Aldehydes and Ketones

Return to the Organic Chemistry Page.

Naming Aldehydes

The parent chain is the longest chain that includes the aldehyde group. It's name is made by replacing the ending -e of parent alkane name with -al. The numbering of the chain always starts with the carbon of the aldehyde group being 1. For example: (parent chain will be bold for visual clarity)

H
|
C=O
|
H

methanal

CH₃
|
C=O
|
H

ethanal

CH₃CH₂
  |
  C=O
  |
  H

propanal

  CH₃
  |
CH₃CH
  |
  C=O
  |
  H

2-methylpropanal

Naming Ketones

In naming ketones, the parent chain includes the carbonyl group and is numbered so that the carbonyl location is the lowest number. The number of the location must be part of the name whenever there would be an uncertainty. For example: (parent chain will be bold for visual clarity)

CH₃
|
C=O
|
CH₃

propanone (acetone)

CH₃CH₂
  |
  C=O
  |
  CH₂CH₂CH₃

3-hexanone

  CH₃
  |
CH₃CH
  |
  C=O
  |
  CH₂CH₂CH₃

2-methyl-3-hexanone

Hydrogenation of Aldehydes and Ketones

Just like the double bond in alkenes, aldehydes and ketones also add hydrogen by breaking the double bond under roughly the same conditions--metal catalyst, heat, and pressure.
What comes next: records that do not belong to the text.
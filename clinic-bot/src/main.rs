use clinic_bot::{Config, create_app};
use tokio::net::TcpListener;
use tracing::{info, warn};
use tracing_subscriber::{layer::SubscriberExt, util::SubscriberInitExt};

#[tokio::main]
async fn main() -> anyhow::Result<()> {
    dotenv::dotenv().ok();

    // Initialize tracing
    tracing_subscriber::registry()
        .with(
            tracing_subscriber::EnvFilter::try_from_default_env()
                .unwrap_or_else(|_| "clinic_bot=info,dialogue_flow=info,tower_http=info".into()),
        )
        .with(tracing_subscriber::fmt::layer())
        .init();

    let config = Config::from_env()?;
    info!(backend = %config.backend_url, voices = %config.voices_dir.display(), "configuration loaded");
    if config.secret_key.is_none() {
        warn!("SECRET_KEY is not set, analysis categories will be unavailable");
    }

    let app = create_app(&config);
    let listener = TcpListener::bind(("0.0.0.0", config.port)).await?;

    info!("Clinic bot running on http://{}", listener.local_addr()?);
    info!("Event endpoint: POST /events");

    axum::serve(listener, app).await?;

    Ok(())
}
use serde::{Deserialize, Serialize};

/// Rows of button labels, as shown under the input field.
pub type KeyboardLayout = Vec<Vec<String>>;

/// Mutable per-session scratch data shared by all tasks of a dialogue.
#[derive(Clone, Debug, Default, PartialEq, Serialize, Deserialize)]
pub struct SessionContext {
    /// Analysis category picked from the inline list, if any
    pub selected_category: Option<String>,
    /// Inputs the bot could not make sense of since the last fallback message
    pub unrecognized_attempts: u32,
    /// Last navigable menu shown to the user, for "back"
    pub last_menu: Option<KeyboardLayout>,
}

impl SessionContext {
    pub fn new() -> Self {
        Self::default()
    }

    /// Counts one unrecognized input. Returns `true` once `threshold` is reached,
    /// in which case the counter starts over from zero.
    pub fn register_miss(&mut self, threshold: u32) -> bool {
        self.unrecognized_attempts += 1;
        if self.unrecognized_attempts >= threshold {
            self.unrecognized_attempts = 0;
            return true;
        }
        false
    }

    pub fn select_category(&mut self, category: impl Into<String>) {
        self.selected_category = Some(category.into());
    }

    pub fn clear_category(&mut self) {
        self.selected_category = None;
    }

    pub fn remember_menu(&mut self, layout: KeyboardLayout) {
        self.last_menu = Some(layout);
    }
}
use async_trait::async_trait;
use serde_json::{Value, json};
use std::{
    collections::HashMap,
    path::{Path, PathBuf},
    sync::{
        Mutex,
        atomic::{AtomicUsize, Ordering},
    },
    time::Duration,
};

use crate::{
    error::{GatewayError, GatewayResult},
    gateway::{Backend, QueryEndpoint},
};

/// A backend call as the mock saw it
#[derive(Debug, Clone, PartialEq, Eq)]
pub enum Call {
    Info,
    Categories,
    Query(QueryEndpoint, String),
    Audio(PathBuf),
}

/// Canned backend answers; endpoints without an answer fail with status 500.
#[derive(Default)]
pub struct MockBackend {
    info: Option<Value>,
    categories: Option<Value>,
    queries: HashMap<&'static str, Value>,
    audio: Option<Value>,
    upload_delay: Duration,
    uploads_in_flight: AtomicUsize,
    peak_uploads: AtomicUsize,
    calls: Mutex<Vec<Call>>,
}

impl MockBackend {
    pub fn new() -> Self {
        Self::default()
    }

    pub fn with_info(mut self, body: Value) -> Self {
        self.info = Some(body);
        self
    }

    pub fn with_categories(mut self, categories: &[&str]) -> Self {
        self.categories = Some(json!({ "categories": categories }));
        self
    }

    pub fn with_query(mut self, endpoint: QueryEndpoint, body: Value) -> Self {
        self.queries.insert(endpoint.path(), body);
        self
    }

    pub fn with_audio(mut self, body: Value) -> Self {
        self.audio = Some(body);
        self
    }

    /// Make every upload take a while, so overlapping uploads show up in [`Self::peak_uploads`]
    pub fn with_upload_delay(mut self, delay: Duration) -> Self {
        self.upload_delay = delay;
        self
    }

    /// Most uploads that were ever running at the same time
    pub fn peak_uploads(&self) -> usize {
        self.peak_uploads.load(Ordering::SeqCst)
    }

    pub fn calls(&self) -> Vec<Call> {
        self.calls.lock().unwrap().clone()
    }

    fn record(&self, call: Call) {
        self.calls.lock().unwrap().push(call);
    }

    fn answer(body: Option<&Value>) -> GatewayResult<Value> {
        match body {
            Some(value) => match value.get("error").and_then(Value::as_str) {
                Some(message) => Err(GatewayError::Backend(message.to_string())),
                None => Ok(value.clone()),
            },
            None => Err(GatewayError::Status(500)),
        }
    }
}

#[async_trait]
impl Backend for MockBackend {
    async fn fetch_info(&self) -> GatewayResult<Value> {
        self.record(Call::Info);
        Self::answer(self.info.as_ref())
    }

    async fn fetch_categories(&self) -> GatewayResult<Value> {
        self.record(Call::Categories);
        Self::answer(self.categories.as_ref())
    }

    async fn submit_query(&self, endpoint: QueryEndpoint, text: &str) -> GatewayResult<Value> {
        self.record(Call::Query(endpoint, text.to_string()));
        Self::answer(self.queries.get(endpoint.path()))
    }

    async fn submit_audio(&self, path: &Path) -> GatewayResult<Value> {
        self.record(Call::Audio(path.to_path_buf()));
        let running = self.uploads_in_flight.fetch_add(1, Ordering::SeqCst) + 1;
        self.peak_uploads.fetch_max(running, Ordering::SeqCst);

        let uploaded = tokio::fs::read(path).await;
        tokio::time::sleep(self.upload_delay).await;
        self.uploads_in_flight.fetch_sub(1, Ordering::SeqCst);

        match uploaded {
            Ok(bytes) if bytes.starts_with(b"RIFF") => Self::answer(self.audio.as_ref()),
            Ok(_) => Err(GatewayError::Backend("upload is not a WAV file".to_string())),
            Err(e) => Err(GatewayError::Io(e)),
        }
    }
}
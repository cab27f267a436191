use async_trait::async_trait;
use dialogue_flow::{DialogueState, Event, Reply, Result, SessionContext, Task, TaskResult};
use std::sync::Arc;
use tracing::{info, warn};

use crate::{
    format::format_doctors,
    gateway::{Backend, BackendExt},
    menus,
};

/// Takes the doctor or specialization the user typed and lists matching doctors
pub struct DoctorNameTask {
    backend: Arc<dyn Backend>,
}

impl DoctorNameTask {
    pub fn new(backend: Arc<dyn Backend>) -> Self {
        Self { backend }
    }
}

#[async_trait]
impl Task for DoctorNameTask {
    fn state(&self) -> DialogueState {
        DialogueState::AwaitingDoctorName
    }

    async fn run(&self, event: &Event, _context: &mut SessionContext) -> Result<TaskResult> {
        let name = match event {
            Event::Text { text } => text.trim(),
            Event::Callback { .. } => {
                return Ok(TaskResult::wait(vec![Reply::text(menus::STALE_BUTTON)]));
            }
            _ => return Ok(TaskResult::wait(vec![])),
        };

        if name.is_empty() {
            return Ok(TaskResult::wait(vec![Reply::text(menus::INVALID_DOCTOR)]));
        }

        info!(name, "searching doctors");
        let mut replies = vec![Reply::text(menus::SEARCHING_DOCTORS)];

        match self.backend.search_doctors(name).await {
            Err(e) => {
                warn!(name, "doctor search failed: {}", e);
                replies.push(Reply::text(menus::DOCTOR_UNAVAILABLE));
            }
            Ok(doctors) if doctors.is_empty() => {
                replies.push(Reply::text(menus::DOCTORS_NOT_FOUND));
            }
            Ok(doctors) => {
                info!(count = doctors.len(), "doctors found");
                replies.push(Reply::text(format!(
                    "{}\n\n{}",
                    menus::DOCTORS_FOUND,
                    format_doctors(&doctors)
                )));
                replies.push(Reply::text(menus::CONFIRM_QUESTION).with_keyboard(menus::confirm_menu()));
            }
        }

        Ok(TaskResult::end(replies))
    }
}
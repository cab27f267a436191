use serde::{Deserialize, Serialize};

use crate::context::KeyboardLayout;

/// A button attached to a message; pressing it produces a callback event with `data`.
#[derive(Debug, Clone, PartialEq, Eq, Serialize, Deserialize)]
pub struct InlineButton {
    pub label: String,
    pub data: String,
}

impl InlineButton {
    pub fn new(label: impl Into<String>, data: impl Into<String>) -> Self {
        Self {
            label: label.into(),
            data: data.into(),
        }
    }
}

#[derive(Debug, Clone, PartialEq, Eq, Serialize, Deserialize)]
#[serde(tag = "type", content = "rows", rename_all = "snake_case")]
pub enum Markup {
    /// Reply keyboard replacing the input field
    Keyboard(KeyboardLayout),
    /// Buttons attached to the message itself
    Inline(Vec<Vec<InlineButton>>),
}

/// One outbound message.
#[derive(Debug, Clone, PartialEq, Eq, Serialize, Deserialize)]
pub struct Reply {
    pub text: String,
    #[serde(default, skip_serializing_if = "Option::is_none")]
    pub markup: Option<Markup>,
    /// Render `text` as Markdown
    #[serde(default)]
    pub markdown: bool,
}

impl Reply {
    pub fn text(text: impl Into<String>) -> Self {
        Self {
            text: text.into(),
            markup: None,
            markdown: false,
        }
    }

    pub fn markdown(text: impl Into<String>) -> Self {
        Self {
            markdown: true,
            ..Self::text(text)
        }
    }

    pub fn with_keyboard(mut self, layout: KeyboardLayout) -> Self {
        self.markup = Some(Markup::Keyboard(layout));
        self
    }

    pub fn with_inline(mut self, rows: Vec<Vec<InlineButton>>) -> Self {
        self.markup = Some(Markup::Inline(rows));
        self
    }
}
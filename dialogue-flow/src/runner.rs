//! FlowRunner – loads a session, executes exactly **one** dialogue turn, and persists the
//! updated session back to storage.
//!
//! Turns of the same session are serialized: a second event for a chat waits until the first
//! one has been handled and saved, so the handler always sees the state the previous turn left.
//! Different sessions run concurrently and never contend with each other.

use dashmap::DashMap;
use std::sync::Arc;
use tokio::sync::{Mutex, OwnedMutexGuard};
use tracing::debug;

use crate::{
    dialogue::{Dialogue, ExecutionResult},
    error::Result,
    event::Event,
    storage::{Session, SessionStorage},
};

/// High-level helper that orchestrates the _load → execute → save_ pattern.
#[derive(Clone)]
pub struct FlowRunner {
    dialogue: Arc<Dialogue>,
    storage: Arc<dyn SessionStorage>,
    turn_locks: Arc<DashMap<String, Arc<Mutex<()>>>>,
}

impl FlowRunner {
    pub fn new(dialogue: Arc<Dialogue>, storage: Arc<dyn SessionStorage>) -> Self {
        Self {
            dialogue,
            storage,
            turn_locks: Arc::new(DashMap::new()),
        }
    }

    /// Handle one event for `session_id`, creating the session on first contact.
    pub async fn run(&self, session_id: &str, event: &Event) -> Result<ExecutionResult> {
        let _turn = self.lock(session_id).await;

        let mut session = match self.storage.get(session_id).await? {
            Some(session) => session,
            None => {
                debug!(session_id, "starting new session");
                Session::new(session_id)
            }
        };

        let result = self.dialogue.execute_session(&mut session, event).await?;

        self.storage.save(session).await?;

        Ok(result)
    }

    /// Current stored session, if the chat ever talked to us
    pub async fn session(&self, session_id: &str) -> Result<Option<Session>> {
        self.storage.get(session_id).await
    }

    /// Forget the session; the next event starts from `Idle` with an empty context.
    pub async fn reset(&self, session_id: &str) -> Result<()> {
        let _turn = self.lock(session_id).await;
        self.storage.delete(session_id).await
    }

    /// Wait for exclusive use of a session.
    ///
    /// [`FlowRunner::run`] takes the same guard, so work that happens outside the dialogue
    /// (voice clips, for example) stays ordered with the session's turns while the guard is held.
    pub async fn lock(&self, session_id: &str) -> TurnGuard {
        let lock = self
            .turn_locks
            .entry(session_id.to_string())
            .or_insert_with(|| Arc::new(Mutex::new(())))
            .clone();

        TurnGuard {
            guard: Some(lock.lock_owned().await),
            session_id: session_id.to_string(),
            turn_locks: self.turn_locks.clone(),
        }
    }
}

/// Exclusive hold on one session. The lock entry is dropped with the last guard.
#[must_use = "the session is only locked while the guard is alive"]
pub struct TurnGuard {
    guard: Option<OwnedMutexGuard<()>>,
    session_id: String,
    turn_locks: Arc<DashMap<String, Arc<Mutex<()>>>>,
}

impl Drop for TurnGuard {
    fn drop(&mut self) {
        self.guard.take();
        // Only the map itself still points at the mutex: nobody holds or waits for it.
        self.turn_locks
            .remove_if(&self.session_id, |_, lock| Arc::strong_count(lock) == 1);
    }
}
//! Voice clip transcoding: Ogg/Opus in, normalized mono 16-bit 44.1 kHz WAV out.

pub mod decode;
pub mod dsp;
#[cfg(test)]
pub(crate) mod fixtures;

use std::{io::Cursor, path::Path};
use tracing::{debug, info};

use crate::error::TranscodeError;
pub use decode::{DecodedAudio, decode_ogg_opus};

pub const TARGET_SAMPLE_RATE: u32 = 44_100;
pub const TARGET_CHANNELS: u16 = 1;
pub const TARGET_BITS: u16 = 16;
/// Everything above this is treated as noise before recognition
pub const LOW_PASS_CUTOFF_HZ: f32 = 3_000.0;

/// Resample, collapse to mono, quantize to 16 bit, then low-pass.
pub fn process(audio: &DecodedAudio) -> Result<Vec<i16>, TranscodeError> {
    let resampled = dsp::resample(
        &audio.samples,
        audio.channels,
        audio.sample_rate,
        TARGET_SAMPLE_RATE,
    )?;
    let mono = dsp::downmix_to_mono(&resampled, audio.channels);
    let mut pcm = dsp::to_pcm16(&mono);
    dsp::low_pass(&mut pcm, LOW_PASS_CUTOFF_HZ, TARGET_SAMPLE_RATE);
    Ok(pcm)
}

/// Wrap mono 16-bit samples in a WAV container
pub fn encode_wav(pcm: Vec<i16>) -> Result<Vec<u8>, TranscodeError> {
    let header = wav::Header::new(
        wav::header::WAV_FORMAT_PCM,
        TARGET_CHANNELS,
        TARGET_SAMPLE_RATE,
        TARGET_BITS,
    );
    let mut out = Cursor::new(Vec::new());
    wav::write(header, &wav::BitDepth::Sixteen(pcm), &mut out)?;
    Ok(out.into_inner())
}

/// Full in-memory conversion of a compressed clip to WAV bytes
pub fn render_wav(input: &[u8]) -> Result<Vec<u8>, TranscodeError> {
    let decoded = decode_ogg_opus(input)?;
    debug!(
        frames = decoded.frames(),
        channels = decoded.channels,
        "voice clip decoded"
    );
    encode_wav(process(&decoded)?)
}

/// Convert `input` and write the result to `dest`, replacing any existing file.
///
/// Nothing is written when decoding fails.
pub async fn transcode_to_file(input: Vec<u8>, dest: &Path) -> Result<(), TranscodeError> {
    let wav_bytes = tokio::task::spawn_blocking(move || render_wav(&input))
        .await
        .map_err(|e| TranscodeError::Decode(format!("transcoding task failed: {e}")))??;

    if let Some(parent) = dest.parent() {
        tokio::fs::create_dir_all(parent).await?;
    }
    tokio::fs::write(dest, &wav_bytes).await?;

    info!(path = %dest.display(), bytes = wav_bytes.len(), "voice clip transcoded");
    Ok(())
}

#[cfg(test)]
mod tests {
    use super::*;

    fn stereo_clip(frames: usize) -> DecodedAudio {
        let samples = (0..frames)
            .flat_map(|n| {
                let s = 0.4 * (2.0 * std::f32::consts::PI * 220.0 * n as f32 / 48_000.0).sin();
                [s, s]
            })
            .collect();
        DecodedAudio {
            samples,
            channels: 2,
            sample_rate: decode::OPUS_SAMPLE_RATE,
        }
    }

    #[test]
    fn processing_yields_mono_at_target_rate() {
        let pcm = process(&stereo_clip(48_000)).unwrap();
        assert_eq!(pcm.len(), 44_100);
        assert!(pcm.iter().any(|&s| s.abs() > 10_000));
    }

    #[test]
    fn wav_header_describes_mono_16bit_44k1() {
        let bytes = encode_wav(process(&stereo_clip(4_800)).unwrap()).unwrap();
        assert_eq!(&bytes[..4], b"RIFF");
        assert_eq!(&bytes[8..12], b"WAVE");

        let (header, data) = wav::read(&mut Cursor::new(bytes)).unwrap();
        assert_eq!(header.channel_count, 1);
        assert_eq!(header.sampling_rate, 44_100);
        assert_eq!(header.bits_per_sample, 16);
        match data {
            wav::BitDepth::Sixteen(samples) => assert_eq!(samples.len(), 4_410),
            _ => panic!("expected 16-bit samples"),
        }
    }

    #[test]
    fn real_clip_renders_to_mono_16bit_44k1() {
        let frames = 10;
        let bytes = render_wav(&fixtures::tone_clip(2, frames)).unwrap();

        let (header, data) = wav::read(&mut Cursor::new(bytes)).unwrap();
        assert_eq!(header.channel_count, 1);
        assert_eq!(header.sampling_rate, 44_100);
        assert_eq!(header.bits_per_sample, 16);

        let decoded_frames = frames * fixtures::FRAME_SAMPLES - fixtures::PRE_SKIP as usize;
        let expected = decoded_frames * 44_100 / 48_000;
        match data {
            wav::BitDepth::Sixteen(samples) => {
                assert_eq!(samples.len(), expected);
                assert!(samples.iter().any(|&s| s.saturating_abs() > 3_000));
            }
            _ => panic!("expected 16-bit samples"),
        }
    }

    #[tokio::test]
    async fn real_clip_is_written_to_disk() {
        let dir = tempfile::tempdir().unwrap();
        let dest = dir.path().join("voices").join("voice_1.wav");
        std::fs::create_dir_all(dest.parent().unwrap()).unwrap();
        std::fs::write(&dest, b"stale").unwrap();

        transcode_to_file(fixtures::tone_clip(1, 5), &dest).await.unwrap();

        let written = std::fs::read(&dest).unwrap();
        assert_eq!(&written[..4], b"RIFF");
    }

    #[tokio::test]
    async fn corrupt_clip_writes_nothing() {
        let dir = tempfile::tempdir().unwrap();
        let dest = dir.path().join("voices").join("voice_1.wav");

        let err = transcode_to_file(b"not audio".to_vec(), &dest).await.unwrap_err();

        assert!(matches!(err, TranscodeError::Decode(_)));
        assert!(!dest.exists());
    }
}
//! Core library for review-lens.
//!
//! Word-frequency and keyword drill-down analysis over review tables: each
//! row carries a free-text comment and a numeric score. Comments are
//! segmented into words, counted per scope (overall, low-score, suggestion,
//! negative), and every counted word keeps the comments it came from.
//!
//! # Modules
//!
//! - [`config`] - Configuration loading and management
//! - [`error`] - Error types and result aliases
//! - [`table`] - Reading review tables into [`Record`]s
//! - [`filter`] - Keyword and category record filtering
//! - [`segment`] - Word segmentation backends
//! - [`aggregate`] - Per-scope word counting
//! - [`dedupe`] - Collapsing near-duplicate comments
//! - [`highlight`] - Marking words in display text
//! - [`session`] - Stop words and loaded data across requests
//!
//! # Quick Start
//!
//! ```no_run
//! use review_lens_core::{RecordFilter, Scope, Session, SessionOptions};
//!
//! let mut session = Session::new(SessionOptions::default());
//! session.load_files(&["may.csv".into()], |_| {});
//!
//! let analysis = session.analyze(&RecordFilter::new());
//! for word in analysis.top_words(Scope::LowScore, 10) {
//!     println!("{} {}", word.count, word.word);
//! }
//! ```
#![deny(unsafe_code)]

pub mod aggregate;
pub mod category;
pub mod config;
pub mod dedupe;
pub mod error;
pub mod filter;
pub mod frequency;
pub mod highlight;
pub mod occurrence;
pub mod record;
pub mod report;
pub mod segment;
pub mod session;
pub mod stop_words;
pub mod table;
pub mod word_lists;

/// Default maximum size of one input file: 5 MiB.
pub const DEFAULT_MAX_INPUT_BYTES: usize = 5 * 1024 * 1024;

pub use aggregate::{Aggregation, Aggregator, Scope};
pub use category::{Category, CategorySelector};
pub use config::{Config, ConfigLoader, ConfigSources, LogLevel};
pub use dedupe::dedupe;
pub use error::{AnalysisError, ConfigError, ConfigResult, InputError, InputResult};
pub use filter::RecordFilter;
pub use frequency::{WordCount, WordFrequency};
pub use highlight::{Highlighter, Markup};
pub use occurrence::{Occurrence, OccurrenceIndex};
pub use record::{Record, Review};
pub use report::{AnalysisReport, ReviewStats, RouteSummary, ScopeReport};
pub use segment::{Segmenter, SegmenterKind};
pub use session::{Analysis, Session, SessionOptions};
pub use stop_words::StopWords;
pub use table::{Dataset, FileOutcome, TableOptions};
For example:

CH₃             CH₃
|              |
C=O+ H-H ==> H-C-O-H or CH₃CH₂OH
|              |
H              H
ethanal + hydrogen ==> ethanol

CH₃             CH₃        OH
|              |         |
C=O+ H-H ==> H-C-O-Hor CH₃CHCH₃
|              |
CH₃             CH₃
propanone + hydrogen ==> 2-propanol

Oxidation of Aldehydes

Aldehydes are the most easily oxidized of all organic compounds, though ketones resist oxidation strongly. They can also be slowly oxidized by oxygen in the air. In this example, potassium dichromate, together with hydrogen sulfate, easily oxidizes ethanal to ethanoic acid:

3CH₃CHO + K₂Cr₂O₇ + 4H₂SO₄ ==> 3CH₃COOH + Cr₂(SO₄)₃ + K₂SO₄ + 4H₂O
ethanal                  ethanoic
                           acid